In a new report that analyses Zimbabwe’s economic recovery prospects in the period June to December 2016, Business Monitor International (BMI) said the deflationary conditions experienced in the country over the past two years would persist and keep the country’s economic growth rate at zero.
“With little reason to suspect that any of these factors will meaningfully reverse over the coming quarters, we believe inflation will, for the most part, remain below zero in 2016.
In 2016 we are forecasting average price growth of around -1.4%.
This slight increase compared to 2015 is largely due to low base effects rather than a strengthening in inflation fundamentals.
“The weak South African rand has been a key source of downward inflationary pressure in Zimbabwe in recent quarters and this will remain the case in 2016. The rand recently broke above the psychologically important threshold of ZAR/USD16 and we see little prospect of this slide being meaningfully slowed or reversed any time soon as investor confidence in the domestic economy continues to ebb. We forecast the rand to average ZAR 16.7/USD in 2016, around 34% lower than in 2015,” BMI said.
Further, BMI said the impact of the battered rand was being felt through pricing dynamics that were being transmitted through depressing cost-push measures as most of the goods sold in Zimbabwe were bought using the rand in SA, but sold in US dollars on the local market.
“More insidious perhaps is the impact on remittance flows. These have been a key factor in driving private consumption in recent years, but with a large chunk of the remittances to Zimbabwe originating in South Africa, the weakness of the rand has eroded the dollar value of these inflows significantly over the past two years. This in turn is adversely affecting purchasing power and a key reason why falling prices have not delivered the improvement in purchasing power that one might expect.”

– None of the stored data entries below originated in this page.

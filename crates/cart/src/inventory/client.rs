//! HTTP client for the inventory API.
//!
//! Uses `reqwest` for HTTP. Product metadata is cached with `moka`; stock is
//! always fetched fresh since it is what every quantity change is checked
//! against.

use std::sync::Arc;

use moka::future::Cache;
use rocketshoes_core::{Product, ProductId, Stock};
use serde::de::DeserializeOwned;
use tracing::{debug, instrument};
use url::Url;

use super::{InventoryError, InventoryService};
use crate::config::InventoryConfig;

/// Client for the inventory API.
///
/// Cheap to clone; clones share the connection pool and product cache.
#[derive(Clone)]
pub struct InventoryClient {
    inner: Arc<InventoryClientInner>,
}

struct InventoryClientInner {
    client: reqwest::Client,
    base_url: Url,
    products: Cache<ProductId, Product>,
}

impl InventoryClient {
    /// Create a new inventory client.
    ///
    /// # Errors
    ///
    /// Returns an error if the HTTP client fails to build.
    pub fn new(config: &InventoryConfig) -> Result<Self, InventoryError> {
        let products = Cache::builder()
            .max_capacity(1000)
            .time_to_live(config.product_cache_ttl)
            .build();

        let client = reqwest::Client::builder()
            .user_agent(concat!("rocketshoes-cart/", env!("CARGO_PKG_VERSION")))
            .build()?;

        Ok(Self {
            inner: Arc::new(InventoryClientInner {
                client,
                base_url: config.base_url.clone(),
                products,
            }),
        })
    }

    /// GET a JSON document relative to the base URL.
    async fn get_json<T: DeserializeOwned>(&self, path: &str) -> Result<T, InventoryError> {
        let url = self.inner.base_url.join(path)?;

        let response = self
            .inner
            .client
            .get(url)
            .header("Accept", "application/json")
            .send()
            .await?;

        let status = response.status();

        // Get response body as text first for better error diagnostics
        let response_text = response.text().await?;

        if !status.is_success() {
            tracing::error!(
                status = %status,
                path,
                body = %response_text.chars().take(200).collect::<String>(),
                "Inventory API returned non-success status"
            );
            return Err(InventoryError::Status {
                status: status.as_u16(),
                path: path.to_string(),
            });
        }

        serde_json::from_str(&response_text).map_err(|e| {
            tracing::error!(
                error = %e,
                path,
                body = %response_text.chars().take(200).collect::<String>(),
                "Failed to parse inventory response"
            );
            InventoryError::Parse(e)
        })
    }
}

impl InventoryService for InventoryClient {
    #[instrument(skip(self), fields(product_id = %id))]
    async fn stock(&self, id: ProductId) -> Result<Stock, InventoryError> {
        let stock: Stock = self.get_json(&format!("stock/{id}")).await?;
        debug!(amount = stock.amount, "Fetched stock");
        Ok(stock)
    }

    #[instrument(skip(self), fields(product_id = %id))]
    async fn product(&self, id: ProductId) -> Result<Product, InventoryError> {
        if let Some(product) = self.inner.products.get(&id).await {
            debug!("Cache hit for product");
            return Ok(product);
        }

        let product: Product = self.get_json(&format!("products/{id}")).await?;

        self.inner.products.insert(id, product.clone()).await;

        Ok(product)
    }
}
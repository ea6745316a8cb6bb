//! RocketShoes Core - Shared cart and catalog types.
//!
//! This crate provides the data types shared by every RocketShoes component:
//! - `cart` - Cart state manager, inventory client, and persistence
//! - `cli` - Command-line front end for inspecting and editing the cart
//!
//! # Architecture
//!
//! The core crate contains only types - no I/O, no HTTP clients, no storage
//! access. This keeps it lightweight and allows it to be used anywhere.
//!
//! # Modules
//!
//! - [`types`] - Product IDs, catalog metadata, stock, cart line items, prices

#![cfg_attr(not(test), forbid(unsafe_code))]

pub mod types;

pub use types::*;
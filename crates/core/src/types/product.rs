//! Catalog metadata and stock levels as returned by the inventory API.

use rust_decimal::Decimal;
use serde::{Deserialize, Serialize};
use serde_json::{Map, Value};

use super::id::ProductId;

/// Product metadata from the catalog.
///
/// The inventory API may return more fields than the cart cares about; those
/// are kept in `extra` so they survive a round trip through storage.
#[derive(Debug, Clone, PartialEq, Eq, Serialize, Deserialize)]
pub struct Product {
    pub id: ProductId,
    pub title: String,
    /// Unit price. Accepted from JSON numbers or strings, written as a string.
    pub price: Decimal,
    #[serde(default)]
    pub image: String,
    #[serde(flatten)]
    pub extra: Map<String, Value>,
}

impl Product {
    /// Create a product with no extra metadata.
    #[must_use]
    pub fn new(id: ProductId, title: impl Into<String>, price: Decimal, image: impl Into<String>) -> Self {
        Self {
            id,
            title: title.into(),
            price,
            image: image.into(),
            extra: Map::new(),
        }
    }
}

/// Available quantity for a product.
///
/// Consulted on every quantity change and never cached.
#[derive(Debug, Clone, Copy, PartialEq, Eq, Serialize, Deserialize)]
pub struct Stock {
    pub id: ProductId,
    pub amount: i64,
}

impl Stock {
    /// Whether `requested` units fit in the available stock.
    #[must_use]
    pub const fn covers(&self, requested: i64) -> bool {
        requested <= self.amount
    }
}
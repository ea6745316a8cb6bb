//! Cart configuration loaded from environment variables.
//!
//! # Environment Variables
//!
//! ## Optional
//! - `ROCKETSHOES_API_URL` - Inventory API base URL (default: <http://localhost:3333/>)
//! - `ROCKETSHOES_STORAGE_PATH` - Local storage file (default: .rocketshoes/storage.json)
//! - `ROCKETSHOES_CART_KEY` - Storage key for the cart snapshot (default: @RocketShoes:cart)
//! - `ROCKETSHOES_PRODUCT_CACHE_TTL_SECS` - Product metadata cache TTL (default: 300)
//! - `SENTRY_DSN` - Sentry error tracking DSN

use std::path::PathBuf;
use std::time::Duration;

use thiserror::Error;
use url::Url;

/// Storage key the browser storefront used for the cart snapshot.
pub const DEFAULT_CART_KEY: &str = "@RocketShoes:cart";

const DEFAULT_API_URL: &str = "http://localhost:3333/";
const DEFAULT_STORAGE_PATH: &str = ".rocketshoes/storage.json";
const DEFAULT_PRODUCT_CACHE_TTL_SECS: u64 = 300;

/// Configuration errors that can occur during loading.
#[derive(Debug, Error)]
pub enum ConfigError {
    #[error("Invalid environment variable {0}: {1}")]
    InvalidEnvVar(String, String),
}

/// Cart configuration.
#[derive(Debug, Clone)]
pub struct CartConfig {
    /// Inventory API configuration
    pub inventory: InventoryConfig,
    /// Local file backing the key-value store
    pub storage_path: PathBuf,
    /// Key the cart snapshot is stored under
    pub cart_key: String,
    /// Sentry DSN for error tracking
    pub sentry_dsn: Option<String>,
}

/// Inventory API configuration.
#[derive(Debug, Clone)]
pub struct InventoryConfig {
    /// Base URL; always ends with `/` so relative paths join beneath it
    pub base_url: Url,
    /// How long product metadata stays cached
    pub product_cache_ttl: Duration,
}

impl CartConfig {
    /// Load configuration from environment variables.
    ///
    /// Calls `dotenvy::dotenv()` to load from `.env` file if present.
    ///
    /// # Errors
    ///
    /// Returns `ConfigError` if a variable is set but cannot be parsed.
    pub fn from_env() -> Result<Self, ConfigError> {
        // Load .env file if present (ignore errors if not found)
        let _ = dotenvy::dotenv();

        let inventory = InventoryConfig::from_env()?;
        let storage_path = PathBuf::from(get_env_or_default(
            "ROCKETSHOES_STORAGE_PATH",
            DEFAULT_STORAGE_PATH,
        ));
        let cart_key = get_env_or_default("ROCKETSHOES_CART_KEY", DEFAULT_CART_KEY);
        if cart_key.trim().is_empty() {
            return Err(ConfigError::InvalidEnvVar(
                "ROCKETSHOES_CART_KEY".to_string(),
                "must not be empty".to_string(),
            ));
        }
        let sentry_dsn = get_optional_env("SENTRY_DSN");

        Ok(Self {
            inventory,
            storage_path,
            cart_key,
            sentry_dsn,
        })
    }
}

impl InventoryConfig {
    /// Build an inventory configuration from a base URL string.
    ///
    /// # Errors
    ///
    /// Returns `ConfigError::InvalidEnvVar` if the URL does not parse or is
    /// not http(s).
    pub fn new(base_url: &str, product_cache_ttl: Duration) -> Result<Self, ConfigError> {
        Ok(Self {
            base_url: parse_base_url("ROCKETSHOES_API_URL", base_url)?,
            product_cache_ttl,
        })
    }

    fn from_env() -> Result<Self, ConfigError> {
        let base_url = get_env_or_default("ROCKETSHOES_API_URL", DEFAULT_API_URL);
        let ttl_secs = get_env_or_default(
            "ROCKETSHOES_PRODUCT_CACHE_TTL_SECS",
            &DEFAULT_PRODUCT_CACHE_TTL_SECS.to_string(),
        )
        .parse::<u64>()
        .map_err(|e| {
            ConfigError::InvalidEnvVar(
                "ROCKETSHOES_PRODUCT_CACHE_TTL_SECS".to_string(),
                e.to_string(),
            )
        })?;

        Self::new(&base_url, Duration::from_secs(ttl_secs))
    }
}

// =============================================================================
// Helper Functions
// =============================================================================

/// Get an optional environment variable.
fn get_optional_env(key: &str) -> Option<String> {
    std::env::var(key).ok().filter(|value| !value.is_empty())
}

/// Get an environment variable with a default value.
fn get_env_or_default(key: &str, default: &str) -> String {
    std::env::var(key).unwrap_or_else(|_| default.to_string())
}

/// Parse an API base URL, appending a trailing slash when missing.
///
/// Without the slash `Url::join` would replace the last path segment
/// (`http://host/api` + `stock/1` = `http://host/stock/1`).
fn parse_base_url(var_name: &str, value: &str) -> Result<Url, ConfigError> {
    let mut url = Url::parse(value)
        .map_err(|e| ConfigError::InvalidEnvVar(var_name.to_string(), e.to_string()))?;

    if !matches!(url.scheme(), "http" | "https") {
        return Err(ConfigError::InvalidEnvVar(
            var_name.to_string(),
            format!("unsupported scheme '{}'", url.scheme()),
        ));
    }

    if !url.path().ends_with('/') {
        let path = format!("{}/", url.path());
        url.set_path(&path);
    }

    Ok(url)
}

“Moreover, these adverse price dynamics are undermining already weak demand conditions in the country. We estimate that the economy slipped into recession in 2015 driven by a crippling drought, weak demand for key mineral exports and limited investment opportunities. We expect 2016 growth to remain anaemic,” the report concluded.
Demand factors are expected to remain on the downslide due to dwindling investment opportunities while low prices are likely to perpetuate a de-industrialising effect on the economy as companies are forced to undertake internal devaluation measures to survive an economic crisis characterised by a generalised liquidity crunch.
Political uncertainty was identified among the most negative factors clouding the country’s prospects for economic recovery.